Dans ce contexte, la nouvelle approche des « contrat climat » pourrait être intéressante pour réduire la publicité pour ces produits sensibles, et la question de l'organe en charge du contrôle de conformité des contrat climats pris par chaque entreprise devrait alors être posée.

En tous les cas, la logique de « pollueur payeur » ne nous paraît pas pertinente, y compris pour les produits sensibles inclus dans les contrats climats. En effet, une taxe sur les grands annonceurs sur l'ensemble du marché publicitaire nous parait avant tout nécessaire dans un objectif de réduction globale de la pression commerciale, et celle-ci pourrait contribuer de manière plus importante qu'une taxe pollueur-payeur au financement de la communication d'intérêt général.

Régulation des contenus : s’en tenir au renforcement des pouvoirs publics

Concernant la préconisation pour renforcer la régulation des contenus, nous rejoignons le diagnostic des limites des pouvoirs dont dispose la DGCCRF à ce jour et l'appel à les renforcer (ainsi que leurs moyens humains), notamment afin que la DGCCRF puisse imposer plus facilement des sanctions dissuasives aux donneur d'ordre des campagnes trompeuses.

En revanche, concernant la nouvelle répartition des rôles entre les pouvoirs publics et l'ARPP, nous regarderons avec intérêt la position de l' ARPP face à l'ouverture qui lui est faite, mais notre conviction est que la régulation des contenus doit être entièrement assurée par un organe indépendant de l'industrie, qui prenne en charge le contrôle a priori.

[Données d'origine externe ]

//! Criterion benchmark untuk Event Queue dan Bit Codec
//!
//! Run dengan: cargo bench

use criterion::{black_box, criterion_group, criterion_main, Criterion, Throughput};
use iris::core::EventQueue;
use iris::protocol::{BinaryEvent, BitEncoder, MessageAssembler};

fn event_for(i: u64) -> BinaryEvent {
    if i & 1 == 0 {
        BinaryEvent::Zero
    } else {
        BinaryEvent::One
    }
}

fn bench_push_pop(c: &mut Criterion) {
    let mut group = c.benchmark_group("event_queue");
    group.throughput(Throughput::Elements(1));

    // Benchmark push
    group.bench_function("push", |b| {
        let queue: EventQueue<65536> = EventQueue::new();
        let mut i = 0u64;
        b.iter(|| {
            let event = event_for(i);
            if !queue.push(black_box(event)) {
                queue.pop();
                queue.push(black_box(event));
            }
            i = i.wrapping_add(1);
        });
    });

    // Benchmark pop
    group.bench_function("pop", |b| {
        let queue: EventQueue<65536> = EventQueue::new();
        // Pre-fill
        for i in 0..32768 {
            queue.push(event_for(i));
        }
        b.iter(|| {
            if let Some(event) = queue.pop() {
                queue.push(black_box(event));
            }
        });
    });

    // Benchmark push+pop cycle (jalur handler -> drain)
    group.bench_function("push_pop_cycle", |b| {
        let queue: EventQueue<65536> = EventQueue::new();
        let mut i = 0u64;
        b.iter(|| {
            queue.push(black_box(event_for(i)));
            let _ = queue.pop();
            i = i.wrapping_add(1);
        });
    });

    group.finish();
}

fn bench_codec(c: &mut Criterion) {
    let mut group = c.benchmark_group("codec");
    let payload = [0x55u8; 64];

    // 64 byte payload + 1 byte terminator
    group.throughput(Throughput::Bytes(65));

    group.bench_function("encode_64b", |b| {
        b.iter(|| {
            let mut ones = 0usize;
            for event in BitEncoder::new(black_box(&payload[..])) {
                ones += event.as_u8() as usize;
            }
            black_box(ones)
        });
    });

    group.bench_function("assemble_64b", |b| {
        let events: Vec<BinaryEvent> = BitEncoder::new(&payload[..]).collect();
        let mut assembler = MessageAssembler::new();
        b.iter(|| {
            for &event in &events {
                if let Some(line) = assembler.push(event) {
                    black_box(line.len());
                }
            }
        });
    });

    group.finish();
}

criterion_group!(benches, bench_push_pop, bench_codec);
criterion_main!(benches);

Nous rejoignons néanmoins l'approche pragmatique consistant à cibler le contrôle a priori systématique sur les campagnes de grande envergure.

Nous accueillons favorablement la volonté de l' ADEME d'aborder la question de l'incitation publicitaire à la surconsommation et soutenons son appel à revoir l'article L-541-15-9 du Code de l'environnement, y compris à aborder sur le plan juridique la notion de « surconsommation ».